Catch up on all the other stories of hope, courage and love here.

I can remember thinking about men as early as kindergarten.

Minus the stint at age four where I was convinced I had to have a suit to marry the little girl next door, I never thought of marrying or loving women. In regard to my childhood stunt, I think I was trying to operate on the fact that most grownups get married, and if you’re a little boy you HAVE to pick a little girl.

I grew up in Salt Lake City, Utah. In my neighborhood, there was one black couple and the occasional Samoan or Hispanic doing odd jobs around the neighborhood. There really weren’t even many children, which is surprising considering the high volume of Mormons in my neighborhood. I wasn’t raised Mormon, though my grandparents and Uncle were devout followers, because my mother is an ex-Catholic and my father is an ex-Mormon. Odd combination, I know. As a child we rarely went to church, though we have family bonds most of my friends think of as strange or very dependent. To me, it’s just family. I spent time with all four sets of grandparents as a child, and enjoyed everything I could learn from farming to first aid.

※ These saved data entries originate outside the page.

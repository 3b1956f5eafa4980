// src/translate.rs
//! Optional translation stage: one hosted text-generation call per abstract.

use std::time::Duration;

use anyhow::{Context, Result};
use async_trait::async_trait;
use serde::{Deserialize, Serialize};

const RESPONSES_URL: &str = "https://api.openai.com/v1/responses";
const DEFAULT_MODEL: &str = "gpt-4o-mini";
const INSTRUCTIONS: &str = "You are a research-paper translation assistant.";

#[async_trait]
pub trait Translator: Send + Sync {
    /// Translate `text` into the translator's configured language.
    /// An empty service reply yields an empty string, not an error;
    /// transport and auth failures propagate.
    async fn translate(&self, text: &str) -> Result<String>;
}

pub struct OpenAiTranslator {
    http: reqwest::Client,
    api_key: String,
    model: String,
    language: String,
}

impl OpenAiTranslator {
    pub fn new(api_key: String, language: String) -> Self {
        let http = reqwest::Client::builder()
            .user_agent("arxiv-digest-bot/0.1")
            .connect_timeout(Duration::from_secs(4))
            .timeout(Duration::from_secs(30))
            .build()
            .unwrap_or_default();
        Self {
            http,
            api_key,
            model: DEFAULT_MODEL.to_string(),
            language,
        }
    }

    pub fn with_model(mut self, model: &str) -> Self {
        self.model = model.to_string();
        self
    }
}

#[derive(Serialize)]
struct Req<'a> {
    model: &'a str,
    instructions: &'a str,
    input: String,
}

#[derive(Deserialize)]
struct Resp {
    output_text: Option<String>,
}

#[async_trait]
impl Translator for OpenAiTranslator {
    async fn translate(&self, text: &str) -> Result<String> {
        let req = Req {
            model: &self.model,
            instructions: INSTRUCTIONS,
            input: format!(
                "Translate the following text into {}:\n\n\"{}\"",
                self.language, text
            ),
        };

        let resp = self
            .http
            .post(RESPONSES_URL)
            .bearer_auth(&self.api_key)
            .json(&req)
            .send()
            .await
            .context("translation post")?
            .error_for_status()
            .context("translation non-2xx")?;

        let body: Resp = resp.json().await.context("translation response json")?;
        Ok(body.output_text.unwrap_or_default())
    }
}
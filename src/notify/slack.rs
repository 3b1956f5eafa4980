// src/notify/slack.rs
use anyhow::{Context, Result};
use async_trait::async_trait;
use reqwest::Client;
use serde::Serialize;

use super::{ChatAttachment, DigestNotifier};

const CHAT_POST_MESSAGE_URL: &str = "https://slack.com/api/chat.postMessage";

pub struct SlackNotifier {
    url: String,
    token: String,
    channel: String,
    client: Client,
}

impl SlackNotifier {
    pub fn new(token: String, channel: String) -> Self {
        Self {
            url: CHAT_POST_MESSAGE_URL.to_string(),
            token,
            channel,
            client: Client::new(),
        }
    }

    /// Override the endpoint; used by tests and local tools.
    pub fn with_url(mut self, url: String) -> Self {
        self.url = url;
        self
    }
}

#[derive(Serialize)]
struct Payload<'a> {
    channel: &'a str,
    text: String,
    attachments: &'a [ChatAttachment],
}

#[async_trait]
impl DigestNotifier for SlackNotifier {
    async fn send(&self, attachments: &[ChatAttachment], count: usize) -> Result<()> {
        let payload = Payload {
            channel: &self.channel,
            text: format!("{count} new arXiv listings"),
            attachments,
        };

        let resp = self
            .client
            .post(&self.url)
            .bearer_auth(&self.token)
            .header(reqwest::header::ACCEPT, "application/json")
            .json(&payload)
            .send()
            .await
            .context("slack post")?
            .error_for_status()
            .context("slack non-2xx")?;

        let body: serde_json::Value = resp.json().await.context("slack response json")?;
        tracing::info!(target: "digest", response = %body, "slack response");
        Ok(())
    }
}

I suppose you could say I had a typical upbringing; I had a best friend, Dan for purposes of his anonymity, and we were inseparable. We spent almost every day together for almost five years, starting in kindergarten. We rode bikes, went sledding, watched movies and played video games. To this day I really can’t describe how I felt in regard to our friendship except that it was one of the most important things in my childhood. I’m an only child and never had a brother, except for Dan, and even then only for a time. We even, as young boys are apt to do, examined each other as we grew up, noting changes in our bodies that we weren’t familiar with and only had a vague understanding of.

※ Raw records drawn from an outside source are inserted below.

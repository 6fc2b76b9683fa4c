/*
 * Copyright (c) 2023.
 *
 * This software is free software;
 *
 * You can redistribute it or modify it under terms of the MIT, Apache License or Zlib license
 */

use std::collections::BTreeMap;
use std::ffi::OsStr;

use log::warn;
use zune_core::bytestream::ZCursor;
use zune_core::options::DecoderOptions;
use zune_gim::{BlockRecord, BlockType, GimDecoder, GimDecoderErrors};

use crate::serde::Metadata;

/// Collect the data sub-headers of every IMAGE and PALETTE below `root`
fn collect_sub_headers(
    decoder: &mut GimDecoder<ZCursor<&[u8]>>, root: &BlockRecord
) -> BTreeMap<u64, zune_gim::DataSubHeader> {
    let mut headers = BTreeMap::new();
    let mut pending = vec![root];

    while let Some(block) = pending.pop() {
        if matches!(block.kind(), BlockType::Image | BlockType::Palette) {
            match decoder.sub_header(block) {
                Ok(header) => {
                    headers.insert(block.start_offset(), header);
                }
                Err(err) => warn!(
                    "Could not read data header at {:#x}: {:?}",
                    block.start_offset(),
                    err
                )
            }
        }
        pending.extend(block.children());
    }
    headers
}

/// Parse the block tree of `data` and print it to standard output as JSON
pub fn probe_input_file(file: &OsStr, data: &[u8]) -> Result<(), GimDecoderErrors> {
    // only headers are read, limits do not matter
    let options = DecoderOptions::default()
        .set_max_width(usize::MAX)
        .set_max_height(usize::MAX);

    let mut decoder = GimDecoder::new_with_options(ZCursor::new(data), options);
    decoder.decode_headers()?;

    let root = decoder
        .root()
        .cloned()
        .ok_or(GimDecoderErrors::GenericStatic("No ROOT block"))?;

    let sub_headers = collect_sub_headers(&mut decoder, &root);
    let metadata = Metadata::new(file.to_os_string(), data.len() as u64, &root, &sub_headers);

    let json = serde_json::to_string_pretty(&metadata)
        .map_err(|err| GimDecoderErrors::Generic(err.to_string()))?;

    println!("{json}");
    Ok(())
}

When we were ten-years old and in the fifth grade, we both entered Boy Scouts. For whatever reason, I was elected to be the Patrol Leader for our “newboys” patrol. The only person who ran against me was Dan. He was also the only person who didn’t vote for me, not that I hold that against him. After that fateful election, everything in our friendship changed. I didn’t understand why at the time, and still don’t, but he became cruel — like something in his soul changed as he spurned me for beating him. (He was a great athlete, but I was always the model student and citizen it seemed).

As we entered sixth grade, changes became apparent to not just me, but to everybody as Dan began to terrorize me. It started with just simple bullying, which being chubby for most of my life, I was honestly equipped to deal with. Both in school and at Boy Scouts, the snide comments about what I was wearing, doing or being involved in became steadily more common. He even divulged my biggest fear to anybody who would listen — that I was really gay — though I am still thankful nobody took him seriously or really understood what he was trying to tell them.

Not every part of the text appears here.